| TASK ITEM |
Going through the data below, find how many lines include the word "stderr", and reply with that number alone.
· · ·
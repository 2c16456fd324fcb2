//! Remote chunk stores.
//!
//! A remote is a capability set: per-key read stream, per-key write stream,
//! and a full listing of known keys. The S3 implementation talks to any
//! S3-compatible bucket; the directory implementation serves the same
//! contract from a plain filesystem path.

pub mod dir;
pub mod s3;

use std::io::Read;

use bits_types::ChunkKey;

use crate::config::{BitsConfig, DEFAULT_S3_DOMAIN, DEFAULT_S3_REGION};
use crate::error::{BitsError, Result};

pub trait Remote: Send + Sync {
    /// Open a read stream for a chunk's ciphertext.
    fn chunk_read(&self, key: &ChunkKey) -> Result<Box<dyn Read + Send>>;

    /// Stream a chunk's ciphertext to the remote. Returns the byte count.
    fn chunk_write(&self, key: &ChunkKey, body: &mut dyn Read) -> Result<u64>;

    /// Visit every chunk key in the remote exactly once. Objects whose
    /// names do not decode as a full-width key are skipped; the backing
    /// bucket may hold unrelated objects.
    fn list_keys(&self, visit: &mut dyn FnMut(ChunkKey) -> Result<()>) -> Result<()>;
}

/// Build the configured remote, if any. A bucket takes precedence over a
/// directory path; neither configured means no remote, and operations that
/// need one fail cleanly later.
pub fn from_config(conf: &BitsConfig) -> Result<Option<Box<dyn Remote>>> {
    if let Some(bucket) = &conf.bucket {
        let access_key = conf.access_key.as_deref().ok_or_else(|| {
            BitsError::Config("bucket configured but access key is missing".into())
        })?;
        let secret_key = conf.secret_key.as_deref().ok_or_else(|| {
            BitsError::Config("bucket configured but secret key is missing".into())
        })?;
        let remote = s3::S3Remote::new(
            bucket,
            conf.domain.as_deref().unwrap_or(DEFAULT_S3_DOMAIN),
            conf.region.as_deref().unwrap_or(DEFAULT_S3_REGION),
            access_key,
            secret_key,
        )?;
        return Ok(Some(Box::new(remote)));
    }
    if let Some(path) = &conf.remote_path {
        return Ok(Some(Box::new(dir::DirRemote::new(path)?)));
    }
    Ok(None)
}
use thiserror::Error;

use bits_types::ChunkKey;

pub type Result<T> = std::result::Result<T, BitsError>;

#[derive(Debug, Error)]
pub enum BitsError {
    #[error("configuration error: {0}")]
    Config(String),

    #[error("invalid manifest line '{line}': {reason}")]
    Framing { line: String, reason: String },

    #[error("I/O error: {0}")]
    Io(#[from] std::io::Error),

    #[error("remote error: {0}")]
    Remote(String),

    #[error("no chunk remote configured")]
    NoRemote,

    #[error("chunk {0} not found in the local store")]
    ChunkMissing(ChunkKey),

    #[error("chunk exceeds buffer of {limit} bytes")]
    BufferExhausted { limit: usize },

    #[error("not a git repository: {0}")]
    RepoNotFound(String),

    #[error("`git {args}` exited with {status}: {stderr}")]
    Git {
        args: String,
        status: i32,
        stderr: String,
    },

    #[error("index branch does not exist on the remote")]
    RemoteBranchMissing,

    #[error("index blob version {0} is not supported")]
    IndexVersion(u32),

    #[error("index serialization error: {0}")]
    IndexEncode(#[from] rmp_serde::encode::Error),

    #[error("index deserialization error: {0}")]
    IndexDecode(#[from] rmp_serde::decode::Error),

    #[error("{0}")]
    Other(String),
}

impl BitsError {
    /// Build a framing error with an excerpt of the offending line.
    pub(crate) fn framing(line: &[u8], reason: impl Into<String>) -> Self {
        let mut excerpt = String::from_utf8_lossy(line).into_owned();
        // Truncate on a char boundary; lossy decoding produces multibyte
        // replacement chars that can straddle a fixed byte offset.
        let end = excerpt
            .char_indices()
            .nth(80)
            .map_or(excerpt.len(), |(i, _)| i);
        if end < excerpt.len() {
            excerpt.truncate(end);
            excerpt.push('…');
        }
        BitsError::Framing {
            line: excerpt,
            reason: reason.into(),
        }
    }
}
· · ·
| RESPONSE BELOW |
2